Na      Ye; Zilan      Song; Ao      Zhang

Abstract

Psychiatric disorders like schizophrenia and neurodegenerative diseases like Parkinson’s disease are associated with poly-factorial pathogenic mechanisms, with several neurotransmitter systems closely involved. In addition to the cerebral dopaminergic (DA) system, the serotoninergic (5-HT) system also plays a crucial role in regulating psychoemotional, cognitive and motor functions in the central nervous system (CNS). Among the large 5-HT receptor family, accumulating data have revealed new insights into the therapeutic benefit of the 5-HT_1A receptor in treating various CNS disorders, especially schizophrenia and Parkinson’s disease.

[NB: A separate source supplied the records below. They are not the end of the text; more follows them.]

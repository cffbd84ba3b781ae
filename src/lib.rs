//! gridcolor - Greedy vertex coloring of rectilinear lattice graphs
//!
//! gridcolor builds the orthogonal 4-neighbour lattice for an `NX x NY`
//! grid, colors it greedily in breadth-first order so that no two adjacent
//! vertices share a color, and writes the result as a legacy VTK mesh.
//!
//! # Architecture
//!
//! - [`cli`] - Command-line interface layer (parses args, delegates to engine)
//! - [`engine`] - Runs the Build -> Color -> Verify pipeline
//! - [`core`] - Lattice graph, coloring, domain types and configuration
//! - [`export`] - Mesh exporters (legacy VTK)
//! - [`ui`] - Output formatting
//!
//! # Correctness Invariants
//!
//! 1. Vertex `(i, j)` has index `j + i * NY`
//! 2. Adjacency is symmetric and free of self-loops and duplicates
//! 3. Adjacent vertices never share a color
//! 4. The coloring is fully determined by the lattice size

pub mod cli;
pub mod core;
pub mod engine;
pub mod export;
pub mod ui;
//! stats command - Print color count and per-color usage

use anyhow::{Context as _, Result};

use super::{load_config, resolve_dimensions};
use crate::cli::args::GridArgs;
use crate::engine::{self, Context, PipelineOptions};
use crate::ui::output;

/// Print usage statistics for the colored lattice.
///
/// Text output matches the report `render` prints on stderr; `--json`
/// prints the full summary including lattice size.
pub fn stats(ctx: &Context, grid: GridArgs, json: bool) -> Result<()> {
    let config = load_config(ctx)?;
    let dims = resolve_dimensions(grid, &config)?;
    let lattice = engine::color_lattice(dims, &PipelineOptions::default())?;
    let summary = lattice.summary();

    if json {
        let text =
            serde_json::to_string_pretty(&summary).context("Failed to serialize statistics")?;
        output::print(text);
    } else {
        output::print(format!(
            "lattice = {} ({} vertices, {} edges)",
            dims, summary.vertices, summary.edges
        ));
        output::print(output::format_usage(&summary.usage));
    }

    Ok(())
}
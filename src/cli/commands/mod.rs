//! cli::commands
//!
//! Command dispatch and handlers.
//!
//! # Architecture
//!
//! Each command handler:
//! 1. Loads configuration and resolves the lattice size
//! 2. Calls the engine to build and color the lattice
//! 3. Formats and writes output
//!
//! Handlers never touch the coloring algorithm directly.

mod check;
mod completion;
mod config_cmd;
mod render;
mod stats;

// Re-export command functions for testing and direct invocation
pub use check::check;
pub use completion::completion;
pub use config_cmd::{get as config_get, init as config_init, path as config_path, show as config_show};
pub use render::render;
pub use stats::stats;

use anyhow::{Context as _, Result};

use crate::cli::args::{Command, ConfigAction, GridArgs};
use crate::cli::UsageError;
use crate::core::config::Config;
use crate::core::types::Dimensions;
use crate::engine::Context;
use crate::ui::output::{self, Verbosity};

/// Dispatch a command to its handler.
pub fn dispatch(command: Command, ctx: &Context) -> Result<()> {
    match command {
        Command::Render {
            grid,
            output,
            no_stats,
            verify,
        } => render(ctx, grid, output.as_deref(), no_stats, verify),
        Command::Stats { grid, json } => stats(ctx, grid, json),
        Command::Check { grid } => check(ctx, grid),
        Command::Config { action } => match action {
            ConfigAction::Show => config_show(ctx),
            ConfigAction::Get { key } => config_get(ctx, &key),
            ConfigAction::Path => config_path(),
            ConfigAction::Init { force } => config_init(ctx, force),
        },
        Command::Completion { shell } => completion(shell),
    }
}

/// Verbosity for a context.
pub(crate) fn verbosity(ctx: &Context) -> Verbosity {
    Verbosity::from_flags(ctx.quiet, ctx.debug)
}

/// Load configuration for `ctx`, reporting any warnings.
pub(crate) fn load_config(ctx: &Context) -> Result<Config> {
    let dir = ctx.dir();
    let result = Config::load(dir.as_deref()).context("Failed to load configuration")?;
    for warning in &result.warnings {
        output::warn(
            format!("{} ({})", warning.message, warning.path.display()),
            verbosity(ctx),
        );
    }
    Ok(result.config)
}

/// Resolve the lattice size from flags, falling back to config.
pub(crate) fn resolve_dimensions(grid: GridArgs, config: &Config) -> Result<Dimensions> {
    let rows = grid
        .rows
        .or_else(|| config.rows())
        .ok_or(UsageError::MissingDimension {
            flag: "--nx",
            key: "rows",
        })?;
    let cols = grid
        .cols
        .or_else(|| config.cols())
        .ok_or(UsageError::MissingDimension {
            flag: "--ny",
            key: "cols",
        })?;

    Dimensions::new(rows, cols).context("Invalid lattice size")
}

The present review discusses the advance of dual agents with mixed actions at the dopamine D₂ and serotonin 5-HT_1A receptors in the treatment of these diseases. Aripiprazole was the only marketed drug with dual D₂ and 5-HT_1A profile. It is a partial D₂ and 5-HT_1A receptor agonist and has been prescribed as an atypical antipsychotical drug. Two other drugs Cariprazine and Pardoprunox are being investigated in clinic. Most of the other candidate compounds, including Bifeprunox, Sarizotan, Mazapertine succinate, PF-217830, and Adoprazine were discontinued due to either non-optimal pharmacokinetic properties or insufficient therapeutical efficacy. Although much effort has been done to highlight the advantages of the 5-HT_1A and D₂ dual approach, it has to be pointed out that many of these drugs showed poly-pharmacological profile by targeting many other receptors and/or transporters besides the D₂ and 5-HT_1A receptors. In this regard, ‘pure’ compounds exclusively acting on the D₂ and 5-HT_1A receptors are highly needed to further validate this approach. Meanwhile, safety concerns and in vivo pharmacokinetic alerts should also be implanted to the drug design art early.